The survey identified that the three major issues pertaining to the health of women in prisons are drug abuse, mental health and childhood sexual abuse.

Although health care delivered to women prisoners generally matches community standards, some areas identified by the Queensland Women Prisoners' Health Survey are still not receiving appropriate servicing based on the very high health needs of a large proportion of female inmates. In particular, a much greater level of resourcing needs to focus on the three major issues identified by the survey, namely drug abuse, mental health, and childhood sexual abuse.

For many women these three health issues do not stand alone, but are related to and coincide with each other. To assist inmates to deal with these issues requires a multi-disciplinary approach involving psychiatrists, psychologists, mental health workers, social workers and counsellors. The multi-disciplinary approach should also include expertise from other non-prison based or community-based organisations with skills and expertise in these areas. This would provide a level of ongoing support during and after a woman leaves prison. In particular, groups with expertise in assisting and supporting women who have experienced sexual assault need to be a part of the team.

The ADCQ understands that this type of approach is already adopted to a limited extent by health services' teams at the prisons.  It is used for prisoners assessed as being at risk of suicide, but only at a level to serve these patients/prisoners with high level acute issues.  Longer term ongoing support at a level of any significant assistance is not provided to prisoners who pose no risk of suicide. 

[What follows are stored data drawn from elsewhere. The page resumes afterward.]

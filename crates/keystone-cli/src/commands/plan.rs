//! `keystone plan` — Show the mounts a run would perform.

use std::path::{Path, PathBuf};

use clap::Args;
use keystone_common::config::KeystoneConfig;
use keystone_common::constants::PASSTHROUGH_PREFIX;
use keystone_common::types::{BuildTarget, MountInfo};
use keystone_core::overlay::plan::OverlayPlan;
use serde::Serialize;

use crate::output::{BOLD, CYAN, DIM, RESET, format_command};

/// Arguments for the `plan` command.
#[derive(Args, Debug)]
pub struct PlanArgs {
    /// Build target whose layers are overlaid.
    #[arg(short, long)]
    pub target: String,

    /// Root of the Android source tree. Defaults to the current directory.
    #[arg(short, long)]
    pub source_root: Option<PathBuf>,

    /// Print the plan as JSON on stdout.
    #[arg(long)]
    pub json: bool,
}

/// Machine-readable form of an [`OverlayPlan`].
#[derive(Debug, Serialize)]
struct PlanReport<'a> {
    target: &'a BuildTarget,
    source_root: &'a Path,
    layers: &'a [String],
    mounts: Vec<MountInfo>,
}

impl<'a> From<&'a OverlayPlan> for PlanReport<'a> {
    fn from(plan: &'a OverlayPlan) -> Self {
        Self {
            target: plan.target(),
            source_root: plan.source_root(),
            layers: plan.layers(),
            mounts: plan.steps().iter().map(|step| step.info()).collect(),
        }
    }
}

/// Executes the `plan` command.
///
/// # Errors
///
/// Returns an error if the target is unknown or the source root cannot be
/// expressed as overlay options.
#[allow(clippy::print_stdout)]
pub fn execute(args: PlanArgs, config: &KeystoneConfig) -> anyhow::Result<()> {
    let source_root = std::path::absolute(super::source_root(args.source_root)?)?;
    let passthrough = std::env::temp_dir().join(format!("{PASSTHROUGH_PREFIX}XXXXXX"));
    let plan = OverlayPlan::new(
        &BuildTarget::new(args.target),
        &source_root,
        &passthrough,
        &config.privilege_prefix,
    )?;

    if args.json {
        println!("{}", serde_json::to_string_pretty(&PlanReport::from(&plan))?);
        return Ok(());
    }

    eprintln!();
    eprintln!("  {BOLD}{}{RESET} {DIM}on{RESET} {}", plan.target(), plan.source_root().display());
    eprintln!("  {DIM}layers:{RESET} {}", plan.layers().join(", "));
    eprintln!();
    for (index, step) in plan.steps().iter().enumerate() {
        eprintln!("  {CYAN}{}. {}{RESET}", index + 1, step.kind);
        eprintln!("     mount:   {}", format_command(&step.mount_command));
        eprintln!("     unmount: {}", format_command(&step.unmount_command));
    }
    eprintln!();
    eprintln!("  {DIM}Teardown runs the unmount commands bottom to top.{RESET}");
    Ok(())
}
//! Terminal styling shared by the subcommands.

pub const BOLD: &str = "\x1b[1m";
pub const DIM: &str = "\x1b[2m";
pub const GREEN: &str = "\x1b[32m";
pub const CYAN: &str = "\x1b[36m";
pub const RED: &str = "\x1b[31m";
pub const RESET: &str = "\x1b[0m";

/// Renders an argument vector as a single shell-like line.
#[must_use]
pub fn format_command(command: &[String]) -> String {
    command
        .iter()
        .map(|arg| {
            if arg.is_empty() || arg.contains(char::is_whitespace) {
                format!("'{arg}'")
            } else {
                arg.clone()
            }
        })
        .collect::<Vec<_>>()
        .join(" ")
}
use anyhow::{Context, Result};
use serde::Deserialize;
use std::path::{Path, PathBuf};

/// Main configuration structure
#[derive(Debug, Clone, Deserialize)]
pub struct Config {
    pub convert: ConvertConfig,
    #[serde(default)]
    pub highlight: HighlightConfig,
    #[serde(default)]
    pub performance: PerformanceConfig,
}

/// Conversion job configuration
#[derive(Debug, Clone, Deserialize)]
pub struct ConvertConfig {
    /// Root directory of paired `.md` / `.json` source files.
    pub source_dir: PathBuf,
    /// Root directory rendered documents are written under, mirroring the
    /// source tree's relative layout.
    pub dist_dir: PathBuf,
    /// Path to the fingerprint cache database (a single JSON file).
    pub cache_db: PathBuf,
    /// Names excluded from discovery at every directory level.
    #[serde(default = "default_excluded_names")]
    pub excluded_names: Vec<String>,
    /// Fixed UTC offset, in hours, every timestamp is normalized to.
    #[serde(default = "default_utc_offset_hours")]
    pub utc_offset_hours: i32,
    /// Optional job list driven by `--use-config`.
    #[serde(default)]
    pub jobs: Vec<JobConfig>,
}

/// One entry of the `--use-config` job list
#[derive(Debug, Clone, Deserialize)]
pub struct JobConfig {
    pub source: PathBuf,
    pub dist: PathBuf,
    #[serde(default)]
    pub highlight: bool,
}

/// Code highlighting configuration
#[derive(Debug, Clone, Deserialize)]
pub struct HighlightConfig {
    /// "local" (syntect), "remote" (highlighting service), or "off".
    #[serde(default = "default_highlight_mode")]
    pub mode: String,
    /// Remote highlighting service endpoint.
    #[serde(default)]
    pub api_url: String,
    #[serde(default = "default_max_retries")]
    pub max_retries: usize,
    #[serde(default = "default_timeout_secs")]
    pub timeout_secs: u64,
}

/// Performance tuning configuration
#[derive(Debug, Clone, Deserialize)]
pub struct PerformanceConfig {
    /// Documents in flight at once; also the batch chunk size.
    #[serde(default = "default_concurrency")]
    pub concurrency: usize,
    /// Cache table is flushed to disk every this many completed documents.
    #[serde(default = "default_cache_flush_every")]
    pub cache_flush_every: usize,
}

impl Default for HighlightConfig {
    fn default() -> Self {
        Self {
            mode: default_highlight_mode(),
            api_url: String::new(),
            max_retries: default_max_retries(),
            timeout_secs: default_timeout_secs(),
        }
    }
}

impl Default for PerformanceConfig {
    fn default() -> Self {
        Self {
            concurrency: default_concurrency(),
            cache_flush_every: default_cache_flush_every(),
        }
    }
}

fn default_excluded_names() -> Vec<String> {
    [".DS_Store", ".git", ".gitignore", "README.json", "README.md"]
        .iter()
        .map(|s| s.to_string())
        .collect()
}

fn default_utc_offset_hours() -> i32 {
    8
}

fn default_highlight_mode() -> String {
    "off".to_string()
}

fn default_max_retries() -> usize {
    3
}

fn default_timeout_secs() -> u64 {
    30
}

fn default_concurrency() -> usize {
    8
}

fn default_cache_flush_every() -> usize {
    16
}

impl Config {
    /// Load configuration from file
    ///
    /// Looks for the config file in this order:
    /// 1. Path specified in the BLOGCONV_CONFIG environment variable
    /// 2. ./config.toml in the current directory
    pub fn load() -> Result<Self> {
        let config_path = std::env::var("BLOGCONV_CONFIG")
            .map(PathBuf::from)
            .unwrap_or_else(|_| PathBuf::from("config.toml"));

        let config_str = std::fs::read_to_string(&config_path)
            .with_context(|| format!("Failed to read config file: {}", config_path.display()))?;

        let config: Config = toml::from_str(&config_str)
            .context("Failed to parse config.toml")?;

        config.validate()?;

        Ok(config)
    }

    /// Validate configuration values
    fn validate(&self) -> Result<()> {
        if !self.convert.source_dir.exists() {
            anyhow::bail!(
                "source_dir does not exist: {}. Set source_dir in config.toml to your posts directory.",
                self.convert.source_dir.display()
            );
        }

        if !self.convert.source_dir.is_dir() {
            anyhow::bail!(
                "source_dir must be a directory, not a file: {}",
                self.convert.source_dir.display()
            );
        }

        if !matches!(self.highlight.mode.as_str(), "local" | "remote" | "off") {
            anyhow::bail!(
                "highlight.mode must be one of \"local\", \"remote\", \"off\" (got {:?})",
                self.highlight.mode
            );
        }

        if self.highlight.mode == "remote" && self.highlight.api_url.is_empty() {
            anyhow::bail!("highlight.api_url must be set when highlight.mode is \"remote\"");
        }

        if self.performance.concurrency == 0 {
            anyhow::bail!("performance.concurrency must be greater than 0");
        }

        if self.performance.cache_flush_every == 0 {
            anyhow::bail!("performance.cache_flush_every must be greater than 0");
        }

        if self.convert.utc_offset_hours < -12 || self.convert.utc_offset_hours > 14 {
            anyhow::bail!("convert.utc_offset_hours must be a valid UTC offset");
        }

        Ok(())
    }

    /// Get the source tree root
    pub fn source_dir(&self) -> &Path {
        &self.convert.source_dir
    }

    /// Get the output tree root
    pub fn dist_dir(&self) -> &Path {
        &self.convert.dist_dir
    }

    /// Get the cache database path
    pub fn cache_db(&self) -> &Path {
        &self.convert.cache_db
    }
}

#[cfg(test)]
mod tests {
    use super::*;
    use std::fs;
    use std::sync::Mutex;
    use tempfile::TempDir;

    /// Serialize config tests that mutate process-wide env so they don't race.
    static CONFIG_TEST_LOCK: Mutex<()> = Mutex::new(());

    fn create_test_config(temp_dir: &TempDir) -> String {
        let source_dir = temp_dir.path().canonicalize().unwrap();
        let source_str = source_dir.to_str().unwrap().replace('\\', "\\\\");
        format!(
            r#"
[convert]
source_dir = "{}"
dist_dir = "./export"
cache_db = "./cache.json"
utc_offset_hours = 8

[highlight]
mode = "off"

[performance]
concurrency = 4
cache_flush_every = 8
"#,
            source_str
        )
    }

    fn with_config_env(config_path: &std::path::Path, f: impl FnOnce()) {
        let original = std::env::var("BLOGCONV_CONFIG").ok();
        std::env::set_var("BLOGCONV_CONFIG", config_path.to_str().unwrap());
        f();
        std::env::remove_var("BLOGCONV_CONFIG");
        if let Some(val) = original {
            std::env::set_var("BLOGCONV_CONFIG", val);
        }
    }

    #[test]
    fn test_config_load_success() {
        let _lock = CONFIG_TEST_LOCK.lock().unwrap();
        let temp_dir = TempDir::new().unwrap();
        let config_path = temp_dir.path().join("config.toml");
        fs::write(&config_path, create_test_config(&temp_dir)).unwrap();
        with_config_env(&config_path, || {
            let config = Config::load();
            assert!(config.is_ok(), "Config::load() failed: {:?}", config.err());
            let config = config.unwrap();
            assert_eq!(config.performance.concurrency, 4);
            assert_eq!(config.highlight.mode, "off");
            assert_eq!(config.convert.utc_offset_hours, 8);
            // Denylist defaults apply when omitted from the file
            assert!(config.convert.excluded_names.contains(&".git".to_string()));
        });
    }

    #[test]
    fn test_config_remote_requires_api_url() {
        let _lock = CONFIG_TEST_LOCK.lock().unwrap();
        let temp_dir = TempDir::new().unwrap();
        let source_dir = temp_dir.path().canonicalize().unwrap();
        let content = format!(
            r#"
[convert]
source_dir = "{}"
dist_dir = "./export"
cache_db = "./cache.json"

[highlight]
mode = "remote"
"#,
            source_dir.to_str().unwrap().replace('\\', "\\\\")
        );
        let config_path = temp_dir.path().join("config.toml");
        fs::write(&config_path, content).unwrap();
        with_config_env(&config_path, || {
            let config = Config::load();
            assert!(config.is_err());
            assert!(config.unwrap_err().to_string().contains("api_url"));
        });
    }

    #[test]
    fn test_config_invalid_path() {
        let _lock = CONFIG_TEST_LOCK.lock().unwrap();
        let original = std::env::var("BLOGCONV_CONFIG").ok();
        std::env::set_var("BLOGCONV_CONFIG", "nonexistent.toml");
        let config = Config::load();
        assert!(config.is_err());
        std::env::remove_var("BLOGCONV_CONFIG");
        if let Some(v) = original {
            std::env::set_var("BLOGCONV_CONFIG", v);
        }
    }
}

The ADCQ appreciates that providing quality long term assistance to help women with a complex mix of problems may be a relatively expensive service, especially compared to services traditionally available to them. However the costs of providing such services do need to be weighed against the possible long term benefits.  These include community safety issues such as reducing rates of re-offending, and the flow-on benefits for women who have primary caring responsibilities for children. Women who are in a better position to cope in their lives, generally have a greater ability to provide more secure and consistent parenting to their children.  This results in long term benefits not only to their children but ultimately to the greater community.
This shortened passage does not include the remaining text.